BEGIN SOURCE RECORDS

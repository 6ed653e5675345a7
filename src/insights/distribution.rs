//! Risk tier distribution across a scan result
//!
//! Feeds the high/medium/low doughnut shown next to the device list.

use serde::{Deserialize, Serialize};

use crate::models::{Device, RiskTier};

/// Finding counts per tier across every device
#[derive(Debug, Clone, Copy, Default, PartialEq, Eq, Serialize, Deserialize)]
pub struct TierDistribution {
    pub high: usize,
    pub medium: usize,
    pub low: usize,
}

impl TierDistribution {
    pub fn calculate(devices: &[Device]) -> Self {
        devices
            .iter()
            .flat_map(|d| d.vulnerabilities.iter())
            .fold(Self::default(), |mut acc, v| {
                match v.risk_tier {
                    RiskTier::High => acc.high += 1,
                    RiskTier::Medium => acc.medium += 1,
                    RiskTier::Low => acc.low += 1,
                }
                acc
            })
    }

    pub fn total(&self) -> usize {
        self.high + self.medium + self.low
    }

    pub fn count(&self, tier: RiskTier) -> usize {
        match tier {
            RiskTier::High => self.high,
            RiskTier::Medium => self.medium,
            RiskTier::Low => self.low,
        }
    }
}
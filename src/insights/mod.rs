//! Risk insights
//!
//! Per-device scoring and the per-tier distribution of findings

pub mod distribution;
pub mod scoring;

pub use distribution::TierDistribution;
pub use scoring::{DeviceScore, RiskPenalties, ScoreBand, ScoreBands, score_device};
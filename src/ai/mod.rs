//! Narrative risk assessment: remote providers, local fallback and the
//! character-stream reveal.

pub mod config;
mod fallback;
mod prompt;
mod provider;
mod providers;
mod router;
pub mod stream;
pub mod types;

pub use config::AiSettings;
pub use fallback::{FALLBACK_PREAMBLE, fallback_report};
pub use provider::{NarrativeFuture, NarrativeProvider};
pub use providers::{gemini::GeminiProvider, service::ServiceProvider};
pub use router::Advisor;
pub use stream::{DisplaySurface, SurfaceHook, SurfaceUpdate, TextReveal, Typewriter};
pub use types::{Advisory, AdvisorySource, AiMode};
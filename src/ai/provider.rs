use anyhow::{Result, anyhow};
use reqwest::Client;
use std::future::Future;
use std::pin::Pin;

use crate::models::Device;

pub type NarrativeFuture<'a> = Pin<Box<dyn Future<Output = Result<String>> + Send + 'a>>;

/// A remote service able to write a narrative assessment of a device
pub trait NarrativeProvider: Send + Sync {
    fn provider_id(&self) -> &'static str;
    fn model_name(&self) -> &str;
    fn analyze<'a>(&'a self, client: &'a Client, device: &'a Device) -> NarrativeFuture<'a>;
}

/// Reject blank narratives; providers answering with nothing count as failures.
pub(crate) fn require_text(provider: &str, raw: Option<&str>) -> Result<String> {
    let text = raw.map(str::trim).unwrap_or_default();
    if text.is_empty() {
        return Err(anyhow!("{} returned an empty analysis", provider));
    }
    Ok(text.to_string())
}

#[cfg(test)]
mod tests {
    use super::*;

    #[test]
    fn blank_narratives_are_rejected() {
        assert!(require_text("service", None).is_err());
        assert!(require_text("service", Some("  \n ")).is_err());
        assert_eq!(require_text("service", Some(" ok ")).unwrap(), "ok");
    }
}
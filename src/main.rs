//! Net-Sentinel CLI
//!
//! Scans a target through the scanning service, scores and lays out the
//! findings, and produces AI advisories, PDF reports and fix scripts.

/// Logs an error message to stderr
macro_rules! log_error {
    ($($arg:tt)*) => {
        net_sentinel::log_error!($($arg)*);
    };
}

#[tokio::main]
async fn main() {
    if let Err(e) = net_sentinel::logging::init_logging() {
        eprintln!("[WARN] Logging disabled: {}", e);
    }

    if let Err(e) = net_sentinel::app::run(std::env::args()).await {
        log_error!("{:#}", e);
        eprintln!("{:#}", e);
        std::process::exit(1);
    }
}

END SOURCE RECORDS

PROBLEM TO SOLVE =
Each line in the material above must be retyped without alteration.

SOLUTION FOR THIS EXERCISE =
repository 6ed653e5675345a7
filename src/insights/distribution.rs
//! Risk tier distribution across a scan result
//!
//! Feeds the high/medium/low doughnut shown next to the device list.

use serde::{Deserialize, Serialize};

use crate::models::{Device, RiskTier};

/// Finding counts per tier across every device
#[derive(Debug, Clone, Copy, Default, PartialEq, Eq, Serialize, Deserialize)]
pub struct TierDistribution {
    pub high: usize,
    pub medium: usize,
    pub low: usize,
}

impl TierDistribution {
    pub fn calculate(devices: &[Device]) -> Self {
        devices
            .iter()
            .flat_map(|d| d.vulnerabilities.iter())
            .fold(Self::default(), |mut acc, v| {
                match v.risk_tier {
                    RiskTier::High => acc.high += 1,
                    RiskTier::Medium => acc.medium += 1,
                    RiskTier::Low => acc.low += 1,
                }
                acc
            })
    }

    pub fn total(&self) -> usize {
        self.high + self.medium + self.low
    }

    pub fn count(&self, tier: RiskTier) -> usize {
        match tier {
            RiskTier::High => self.high,
            RiskTier::Medium => self.medium,
            RiskTier::Low => self.low,
        }
    }
}
filename src/insights/mod.rs
//! Risk insights
//!
//! Per-device scoring and the per-tier distribution of findings

pub mod distribution;
pub mod scoring;

pub use distribution::TierDistribution;
pub use scoring::{DeviceScore, RiskPenalties, ScoreBand, ScoreBands, score_device};
filename src/ai/mod.rs
//! Narrative risk assessment: remote providers, local fallback and the
//! character-stream reveal.

pub mod config;
mod fallback;
mod prompt;
mod provider;
mod providers;
mod router;
pub mod stream;
pub mod types;

pub use config::AiSettings;
pub use fallback::{FALLBACK_PREAMBLE, fallback_report};
pub use provider::{NarrativeFuture, NarrativeProvider};
pub use providers::{gemini::GeminiProvider, service::ServiceProvider};
pub use router::Advisor;
pub use stream::{DisplaySurface, SurfaceHook, SurfaceUpdate, TextReveal, Typewriter};
pub use types::{Advisory, AdvisorySource, AiMode};
filename src/ai/provider.rs
use anyhow::{Result, anyhow};
use reqwest::Client;
use std::future::Future;
use std::pin::Pin;

use crate::models::Device;

pub type NarrativeFuture<'a> = Pin<Box<dyn Future<Output = Result<String>> + Send + 'a>>;

/// A remote service able to write a narrative assessment of a device
pub trait NarrativeProvider: Send + Sync {
    fn provider_id(&self) -> &'static str;
    fn model_name(&self) -> &str;
    fn analyze<'a>(&'a self, client: &'a Client, device: &'a Device) -> NarrativeFuture<'a>;
}

/// Reject blank narratives; providers answering with nothing count as failures.
pub(crate) fn require_text(provider: &str, raw: Option<&str>) -> Result<String> {
    let text = raw.map(str::trim).unwrap_or_default();
    if text.is_empty() {
        return Err(anyhow!("{} returned an empty analysis", provider));
    }
    Ok(text.to_string())
}

#[cfg(test)]
mod tests {
    use super::*;

    #[test]
    fn blank_narratives_are_rejected() {
        assert!(require_text("service", None).is_err());
        assert!(require_text("service", Some("  \n ")).is_err());
        assert_eq!(require_text("service", Some(" ok ")).unwrap(), "ok");
    }
}
filename src/main.rs
//! Net-Sentinel CLI
//!
//! Scans a target through the scanning service, scores and lays out the
//! findings, and produces AI advisories, PDF reports and fix scripts.

/// Logs an error message to stderr
macro_rules! log_error {
    ($($arg:tt)*) => {
        net_sentinel::log_error!($($arg)*);
    };
}

#[tokio::main]
async fn main() {
    if let Err(e) = net_sentinel::logging::init_logging() {
        eprintln!("[WARN] Logging disabled: {}", e);
    }

    if let Err(e) = net_sentinel::app::run(std::env::args()).await {
        log_error!("{:#}", e);
        eprintln!("{:#}", e);
        std::process::exit(1);
    }
}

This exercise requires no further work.